Tavsiye edilen oral EPIVIR (150 mg) dozu sabahları alınan 1 yarım tablet ve akşamları alınan 1 tablettir.
Vücut ağırlığı 14 kg ile 21 kg arasında olan çocuklar:
Tavsiye edilen oral EPIVIR (150 mg) dozu günde 2 kez alınan 1 yarım çentikli tablettir.
3 aylıktan küçük çocuklar için var olan sınırlı veriler özel doz önerilerinde bulunmak için yeterli değildir. (bkz. Bölüm 5.2 Farmakokinetik özellikler).
Geriyatrik popülasyon:
EPIVIRin monoterapi şeklinde kullanımı önerilmemektedir.

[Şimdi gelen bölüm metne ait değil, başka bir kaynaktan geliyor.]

#[cfg(test)]
mod tests;

use anyhow::{Context, Result};
use console::style;
use dialoguer::{Confirm, Input, Select};

use std::time::Duration;

use super::{Config, ConfigError, OllamaConfig};
use crate::embeddings::chunking::ChunkingConfig;
use crate::embeddings::ollama::OllamaClient;
use crate::retrieval::RetrievalConfig;

#[inline]
pub fn run_interactive_config() -> Result<()> {
    eprintln!("{}", style("🔧 Docs QA Configuration Setup").bold().cyan());
    eprintln!();

    let mut config = load_existing_config()?;

    eprintln!("{}", style("Ollama Configuration").bold().yellow());
    eprintln!("Configure your local Ollama instance for embeddings and answers.");
    eprintln!();

    configure_ollama(&mut config.ollama)?;

    eprintln!();
    eprintln!("{}", style("Chunking").bold().yellow());
    configure_chunking(&mut config.chunking)?;

    eprintln!();
    eprintln!("{}", style("Retrieval").bold().yellow());
    configure_retrieval(&mut config.retrieval)?;

    eprintln!();
    eprintln!("{}", style("Testing configuration...").yellow());

    if test_ollama_connection(&config.ollama)? {
        eprintln!("{}", style("✓ Ollama connection successful!").green());
    } else {
        eprintln!(
            "{}",
            style("⚠ Warning: Could not connect to Ollama").yellow()
        );
        eprintln!("You can continue, but make sure Ollama is running before uploading.");
    }

    eprintln!();
    if Confirm::new()
        .with_prompt("Save configuration?")
        .default(true)
        .interact()?
    {
        config.save().context("Failed to save configuration")?;
        eprintln!("{}", style("✓ Configuration saved successfully!").green());

        let config_path = config
            .config_file_path()
            .context("Failed to get config file path")?;
        eprintln!(
            "Configuration saved to: {}",
            style(config_path.display()).cyan()
        );
    } else {
        eprintln!("Configuration not saved.");
    }

    Ok(())
}

#[inline]
pub fn show_config() -> Result<()> {
    let config = Config::load().context("Failed to load configuration")?;

    eprintln!("{}", style("📋 Current Configuration").bold().cyan());
    eprintln!();

    eprintln!("{}", style("Ollama Settings:").bold().yellow());
    eprintln!("  Host: {}", style(&config.ollama.host).cyan());
    eprintln!("  Port: {}", style(config.ollama.port).cyan());
    eprintln!("  Embedding Model: {}", style(&config.ollama.model).cyan());
    eprintln!(
        "  Generation Model: {}",
        style(&config.ollama.generation_model).cyan()
    );
    eprintln!("  Batch Size: {}", style(config.ollama.batch_size).cyan());

    eprintln!();
    match config.ollama_url() {
        Ok(url) => eprintln!("  Ollama URL: {}", style(url).cyan()),
        Err(e) => eprintln!("  Ollama URL: {} ({})", style("Invalid").red(), e),
    }

    eprintln!();
    eprintln!("{}", style("Chunking:").bold().yellow());
    eprintln!(
        "  Window: {} words, overlap {}",
        style(config.chunking.max_length).cyan(),
        style(config.chunking.overlap).cyan()
    );

    eprintln!();
    eprintln!("{}", style("Retrieval:").bold().yellow());
    eprintln!("  Top K: {}", style(config.retrieval.top_k).cyan());
    match config.retrieval.context_char_limit {
        Some(limit) => eprintln!("  Context Limit: {} chars", style(limit).cyan()),
        None => eprintln!("  Context Limit: {}", style("none").dim()),
    }

    let data_dir = config.data_dir().context("Failed to get data directory")?;
    eprintln!();
    eprintln!("Data directory: {}", style(data_dir.display()).dim());

    Ok(())
}

fn load_existing_config() -> Result<Config> {
    Config::load().map_or_else(
        |_| {
            eprintln!(
                "{}",
                style("No existing configuration found. Using defaults.").yellow()
            );
            Ok(Config::default())
        },
        |config| {
            eprintln!("{}", style("Found existing configuration.").green());
            Ok(config)
        },
    )
}

fn configure_ollama(ollama: &mut OllamaConfig) -> Result<()> {
    let protocols = &["http", "https"];
    let default_index = protocols
        .iter()
        .position(|&p| p == ollama.protocol)
        .unwrap_or(0);

    let protocol_index = Select::new()
        .with_prompt("Ollama protocol")
        .default(default_index)
        .items(protocols)
        .interact()?;

    let protocol = protocols[protocol_index].to_string();

    let host: String = Input::new()
        .with_prompt("Ollama host")
        .default(ollama.host.clone())
        .validate_with(|input: &String| -> Result<(), ConfigError> {
            let temp_config = OllamaConfig {
                protocol: protocol.clone(),
                host: input.clone(),
                ..OllamaConfig::default()
            };
            temp_config.validate()?;
            Ok(())
        })
        .interact_text()?;

    let port: u16 = Input::new()
        .with_prompt("Ollama port")
        .default(ollama.port)
        .validate_with(|input: &u16| -> Result<(), &str> {
            if *input == 0 {
                Err("Port must be greater than 0")
            } else {
                Ok(())
            }
        })
        .interact_text()?;

    let model: String = Input::new()
        .with_prompt("Embedding model")
        .default(ollama.model.clone())
        .validate_with(|input: &String| -> Result<(), &str> {
            if input.trim().is_empty() {
                Err("Model name cannot be empty")
            } else {
                Ok(())
            }
        })
        .interact_text()?;

    let generation_model: String = Input::new()
        .with_prompt("Answer generation model")
        .default(ollama.generation_model.clone())
        .validate_with(|input: &String| -> Result<(), &str> {
            if input.trim().is_empty() {
                Err("Model name cannot be empty")
            } else {
                Ok(())
            }
        })
        .interact_text()?;

    let batch_size: u32 = Input::new()
        .with_prompt("Batch size for embedding generation")
        .default(ollama.batch_size)
        .validate_with(|input: &u32| -> Result<(), &str> {
            if *input == 0 {
                Err("Batch size must be greater than 0")
            } else if *input > 1000 {
                Err("Batch size must be 1000 or less")
            } else {
                Ok(())
            }
        })
        .interact_text()?;

    ollama.set_protocol(protocol)?;
    ollama.set_host(host)?;
    ollama.set_port(port)?;
    ollama.set_model(model)?;
    ollama.set_generation_model(generation_model)?;
    ollama.set_batch_size(batch_size)?;

    Ok(())
}

fn configure_chunking(chunking: &mut ChunkingConfig) -> Result<()> {
    let max_length: usize = Input::new()
        .with_prompt("Words per chunk")
        .default(chunking.max_length)
        .validate_with(|input: &usize| -> Result<(), &str> {
            if (1..=8192).contains(input) {
                Ok(())
            } else {
                Err("Chunk length must be between 1 and 8192 words")
            }
        })
        .interact_text()?;

    let overlap: usize = Input::new()
        .with_prompt("Overlapping words between chunks")
        .default(chunking.overlap.min(max_length.saturating_sub(1)))
        .validate_with(|input: &usize| -> Result<(), &str> {
            if *input < max_length {
                Ok(())
            } else {
                Err("Overlap must be smaller than the chunk length")
            }
        })
        .interact_text()?;

    chunking.max_length = max_length;
    chunking.overlap = overlap;
    Ok(())
}

fn configure_retrieval(retrieval: &mut RetrievalConfig) -> Result<()> {
    let top_k: usize = Input::new()
        .with_prompt("Candidate chunks per query")
        .default(retrieval.top_k)
        .validate_with(|input: &usize| -> Result<(), &str> {
            if (1..=1000).contains(input) {
                Ok(())
            } else {
                Err("Top K must be between 1 and 1000")
            }
        })
        .interact_text()?;

    retrieval.top_k = top_k;
    Ok(())
}

fn test_ollama_connection(ollama: &OllamaConfig) -> Result<bool> {
    let client = OllamaClient::new(ollama)?.with_timeout(Duration::from_secs(5));

    if client.ping().is_err() {
        return Ok(false);
    }

    for model in [&ollama.model, &ollama.generation_model] {
        match client.list_models() {
            Ok(models) if models.iter().any(|m| &m.name == model) => {}
            Ok(_) => eprintln!(
                "{}",
                style(format!("⚠ Model {} is not pulled yet", model)).yellow()
            ),
            Err(e) => {
                eprintln!("{}", style(format!("⚠ Could not list models: {e:#}")).yellow());
                break;
            }
        }
    }

    Ok(true)
}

Hastalar, EPIVIR de dahil olmak üzere güncel antiretroviral tedavinin, HIVin cinsel temas ya da kanla başkalarına bulaşması riskini önlediğine dair kanıt olmadığı konusunda uyarılmalıdır. Uygun önlemlerin alınmasına devam edilmelidir.
Fırsatçı enjeksiyonlar
EPIVIR veya diğer antiretroviral tedavileri alan hastalarda, tedaviye karşın fırsatçı enfeksiyonlar ve HIV enfeksiyonunun diğer komplikasyonları gelişebilir ve bu nedenle hastalar, HIV tedavisinde tecrübeli hekimler tarafından yakın tıbbi gözetim altında tutulmalıdırlar.
Böbrek bozukluğu
Üçlü nükleozid tedavisi
Lamivudin, tenofovir disoproksil fumarat ve abacavir veya tenofovir disoproksil fumarat ve didanozin ile günde bir kezlik tedavi olarak kombine edildiğinde, tedavinin erken döneminde yüksek oranda virolojik başarısızlık ve direnç ortaya çıkışı bildirilmiştir.
Pankreatit
EPIVIR alan bazı hastalarda pankreatit görülmüştür. Bununla birlikte, bunun ilaç tedavisine mi, yoksa altta yatan HIV enfeksiyonuna bağlı olarak mı ortaya çıktığı açık değildir. Hastada karın ağrısı, bulantı, kusma veya biyokimyasal değerlerde yükselme meydana geldiğinde pankreatit ihtimali göz önünde tutulmalıdır. Pankreatit tanısı dışlanıncaya kadar EPIVIR kullanımı durdurulmalıdır.
Laktik asidoz/Steatozla beraber ciddi hepatomegali
Lamivudini içeren kombine veya tek başına kullanılan antiretroviral nükleozit analogları ile tedavi edilen hastalarda, fatal vakaları da içine alan laktik asidoz ve steatozlu ağır hepatomegali olguları geliştiği bildirilmiştir. Bu vakaların çoğu kadınlarda görülmüştür.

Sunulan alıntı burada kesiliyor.